■ **Data for analysis**:
<<<<
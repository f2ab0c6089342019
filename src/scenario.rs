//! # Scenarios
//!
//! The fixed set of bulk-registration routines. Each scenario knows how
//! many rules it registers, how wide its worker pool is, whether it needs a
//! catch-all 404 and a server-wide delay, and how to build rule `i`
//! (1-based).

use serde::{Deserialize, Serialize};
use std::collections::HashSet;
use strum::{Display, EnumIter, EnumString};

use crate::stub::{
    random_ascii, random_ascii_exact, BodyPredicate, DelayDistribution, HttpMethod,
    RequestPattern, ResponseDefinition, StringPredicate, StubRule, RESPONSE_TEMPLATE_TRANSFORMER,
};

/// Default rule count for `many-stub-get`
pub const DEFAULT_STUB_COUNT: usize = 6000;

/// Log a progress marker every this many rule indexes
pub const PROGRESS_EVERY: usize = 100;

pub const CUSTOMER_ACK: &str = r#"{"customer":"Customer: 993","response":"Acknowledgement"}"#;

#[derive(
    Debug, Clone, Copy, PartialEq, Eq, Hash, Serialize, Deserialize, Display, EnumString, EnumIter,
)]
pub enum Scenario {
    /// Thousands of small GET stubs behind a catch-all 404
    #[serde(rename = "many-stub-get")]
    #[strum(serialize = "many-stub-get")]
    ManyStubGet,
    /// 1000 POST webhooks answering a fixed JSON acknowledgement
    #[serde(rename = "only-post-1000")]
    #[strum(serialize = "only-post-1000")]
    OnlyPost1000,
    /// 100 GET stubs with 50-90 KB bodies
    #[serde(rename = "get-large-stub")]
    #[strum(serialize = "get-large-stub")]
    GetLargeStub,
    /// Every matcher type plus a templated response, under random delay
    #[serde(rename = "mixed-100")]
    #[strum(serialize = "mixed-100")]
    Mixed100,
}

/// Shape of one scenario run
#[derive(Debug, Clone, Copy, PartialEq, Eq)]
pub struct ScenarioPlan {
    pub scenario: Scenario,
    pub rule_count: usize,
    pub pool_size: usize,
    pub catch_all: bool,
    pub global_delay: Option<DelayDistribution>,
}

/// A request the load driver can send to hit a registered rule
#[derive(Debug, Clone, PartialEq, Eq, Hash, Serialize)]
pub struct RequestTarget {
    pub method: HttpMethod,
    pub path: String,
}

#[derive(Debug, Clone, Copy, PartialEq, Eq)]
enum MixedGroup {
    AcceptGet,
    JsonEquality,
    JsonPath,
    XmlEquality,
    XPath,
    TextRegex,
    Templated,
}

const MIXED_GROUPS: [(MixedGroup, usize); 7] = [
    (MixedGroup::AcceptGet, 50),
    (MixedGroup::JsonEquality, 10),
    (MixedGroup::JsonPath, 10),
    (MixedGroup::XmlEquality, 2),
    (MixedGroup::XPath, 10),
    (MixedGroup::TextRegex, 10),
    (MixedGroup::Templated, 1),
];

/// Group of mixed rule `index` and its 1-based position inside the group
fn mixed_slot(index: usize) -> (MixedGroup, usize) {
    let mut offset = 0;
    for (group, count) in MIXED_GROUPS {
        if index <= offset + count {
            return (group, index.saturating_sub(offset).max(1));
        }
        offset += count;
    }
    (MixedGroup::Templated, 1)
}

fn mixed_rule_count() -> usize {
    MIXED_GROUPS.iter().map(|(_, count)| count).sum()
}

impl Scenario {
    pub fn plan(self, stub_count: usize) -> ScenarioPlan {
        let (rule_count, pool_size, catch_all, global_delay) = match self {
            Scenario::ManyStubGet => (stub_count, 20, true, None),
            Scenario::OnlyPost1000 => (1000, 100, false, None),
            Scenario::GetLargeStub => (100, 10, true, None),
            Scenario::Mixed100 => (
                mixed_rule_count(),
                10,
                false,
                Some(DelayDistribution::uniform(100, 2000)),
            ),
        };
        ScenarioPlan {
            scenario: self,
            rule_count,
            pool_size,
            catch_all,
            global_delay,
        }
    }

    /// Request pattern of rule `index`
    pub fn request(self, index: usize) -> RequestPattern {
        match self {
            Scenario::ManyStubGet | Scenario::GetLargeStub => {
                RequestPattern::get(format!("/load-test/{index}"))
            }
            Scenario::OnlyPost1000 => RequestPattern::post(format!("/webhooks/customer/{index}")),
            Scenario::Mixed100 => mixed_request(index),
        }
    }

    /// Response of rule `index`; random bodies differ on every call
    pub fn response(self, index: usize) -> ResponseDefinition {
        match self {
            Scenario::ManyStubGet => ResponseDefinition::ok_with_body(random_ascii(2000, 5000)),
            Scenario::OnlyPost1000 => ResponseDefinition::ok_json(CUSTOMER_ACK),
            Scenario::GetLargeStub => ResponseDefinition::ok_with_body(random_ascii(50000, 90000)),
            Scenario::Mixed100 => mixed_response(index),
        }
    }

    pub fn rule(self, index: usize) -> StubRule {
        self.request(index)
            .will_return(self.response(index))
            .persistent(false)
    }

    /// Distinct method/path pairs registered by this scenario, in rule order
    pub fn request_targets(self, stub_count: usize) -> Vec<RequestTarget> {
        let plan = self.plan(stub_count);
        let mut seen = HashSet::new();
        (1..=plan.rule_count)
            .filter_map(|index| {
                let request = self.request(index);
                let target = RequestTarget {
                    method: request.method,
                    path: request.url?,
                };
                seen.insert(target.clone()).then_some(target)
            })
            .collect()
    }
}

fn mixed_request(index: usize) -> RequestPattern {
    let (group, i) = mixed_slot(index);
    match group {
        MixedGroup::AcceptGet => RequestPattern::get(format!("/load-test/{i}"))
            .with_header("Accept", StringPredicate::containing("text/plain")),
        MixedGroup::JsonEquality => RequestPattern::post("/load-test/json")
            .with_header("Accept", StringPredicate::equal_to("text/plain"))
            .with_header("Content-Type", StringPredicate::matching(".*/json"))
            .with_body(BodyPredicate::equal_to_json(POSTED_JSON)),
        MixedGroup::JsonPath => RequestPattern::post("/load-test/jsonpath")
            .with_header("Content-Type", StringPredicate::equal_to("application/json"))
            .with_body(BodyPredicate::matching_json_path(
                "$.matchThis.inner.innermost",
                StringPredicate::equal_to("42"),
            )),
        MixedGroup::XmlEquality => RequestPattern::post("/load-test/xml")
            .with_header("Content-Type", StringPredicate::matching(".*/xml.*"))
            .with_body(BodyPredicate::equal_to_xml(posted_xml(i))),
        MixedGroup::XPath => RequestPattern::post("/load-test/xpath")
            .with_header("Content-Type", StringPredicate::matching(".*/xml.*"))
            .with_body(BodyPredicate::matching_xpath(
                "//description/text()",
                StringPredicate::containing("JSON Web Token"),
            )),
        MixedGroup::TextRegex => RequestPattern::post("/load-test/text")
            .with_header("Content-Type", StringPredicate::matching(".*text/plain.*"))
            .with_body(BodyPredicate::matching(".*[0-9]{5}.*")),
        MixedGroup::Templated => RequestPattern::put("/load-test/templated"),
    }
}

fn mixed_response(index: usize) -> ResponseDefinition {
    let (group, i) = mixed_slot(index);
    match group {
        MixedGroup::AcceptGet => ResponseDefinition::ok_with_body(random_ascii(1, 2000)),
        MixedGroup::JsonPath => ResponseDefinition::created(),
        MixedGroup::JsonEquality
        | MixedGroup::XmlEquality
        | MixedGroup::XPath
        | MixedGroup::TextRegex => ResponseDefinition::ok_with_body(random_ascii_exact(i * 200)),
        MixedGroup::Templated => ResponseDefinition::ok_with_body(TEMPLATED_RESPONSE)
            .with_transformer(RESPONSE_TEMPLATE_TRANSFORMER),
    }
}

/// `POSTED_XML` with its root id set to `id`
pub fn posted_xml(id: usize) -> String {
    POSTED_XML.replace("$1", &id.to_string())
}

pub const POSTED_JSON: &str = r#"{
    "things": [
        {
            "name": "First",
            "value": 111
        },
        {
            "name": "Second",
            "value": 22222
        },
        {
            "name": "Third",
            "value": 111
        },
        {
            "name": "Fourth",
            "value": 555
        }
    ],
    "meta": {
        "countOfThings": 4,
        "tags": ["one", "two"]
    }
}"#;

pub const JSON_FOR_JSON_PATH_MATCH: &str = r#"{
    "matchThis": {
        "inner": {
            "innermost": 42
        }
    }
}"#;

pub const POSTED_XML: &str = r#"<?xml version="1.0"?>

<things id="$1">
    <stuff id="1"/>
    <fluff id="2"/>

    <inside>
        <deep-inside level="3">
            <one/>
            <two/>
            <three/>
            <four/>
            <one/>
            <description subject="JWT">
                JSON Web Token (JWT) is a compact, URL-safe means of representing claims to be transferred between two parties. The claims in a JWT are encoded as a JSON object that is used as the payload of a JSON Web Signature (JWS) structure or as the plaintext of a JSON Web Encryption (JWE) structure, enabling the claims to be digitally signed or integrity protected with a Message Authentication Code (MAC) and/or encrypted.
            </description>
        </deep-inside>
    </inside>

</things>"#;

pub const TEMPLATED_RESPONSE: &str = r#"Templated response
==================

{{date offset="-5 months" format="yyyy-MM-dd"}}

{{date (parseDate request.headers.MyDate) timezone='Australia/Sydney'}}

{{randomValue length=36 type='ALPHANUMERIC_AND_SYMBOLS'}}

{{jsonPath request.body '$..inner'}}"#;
>>>>
■ **Exercise**: Taking the line with "pub const JSON_FOR_JSON_PATH_MATCH: &str" as the start and the last line of the data above as the end, write out those two lines and every line between them exactly, and only those.

■ **Problem solution**:
pub const JSON_FOR_JSON_PATH_MATCH: &str = r#"{
    "matchThis": {
        "inner": {
            "innermost": 42
        }
    }
}"#;

pub const POSTED_XML: &str = r#"<?xml version="1.0"?>

<things id="$1">
    <stuff id="1"/>
    <fluff id="2"/>

    <inside>
        <deep-inside level="3">
            <one/>
            <two/>
            <three/>
            <four/>
            <one/>
            <description subject="JWT">
                JSON Web Token (JWT) is a compact, URL-safe means of representing claims to be transferred between two parties. The claims in a JWT are encoded as a JSON object that is used as the payload of a JSON Web Signature (JWS) structure or as the plaintext of a JSON Web Encryption (JWE) structure, enabling the claims to be digitally signed or integrity protected with a Message Authentication Code (MAC) and/or encrypted.
            </description>
        </deep-inside>
    </inside>

</things>"#;

pub const TEMPLATED_RESPONSE: &str = r#"Templated response
==================

{{date offset="-5 months" format="yyyy-MM-dd"}}

{{date (parseDate request.headers.MyDate) timezone='Australia/Sydney'}}

{{randomValue length=36 type='ALPHANUMERIC_AND_SYMBOLS'}}

{{jsonPath request.body '$..inner'}}"#;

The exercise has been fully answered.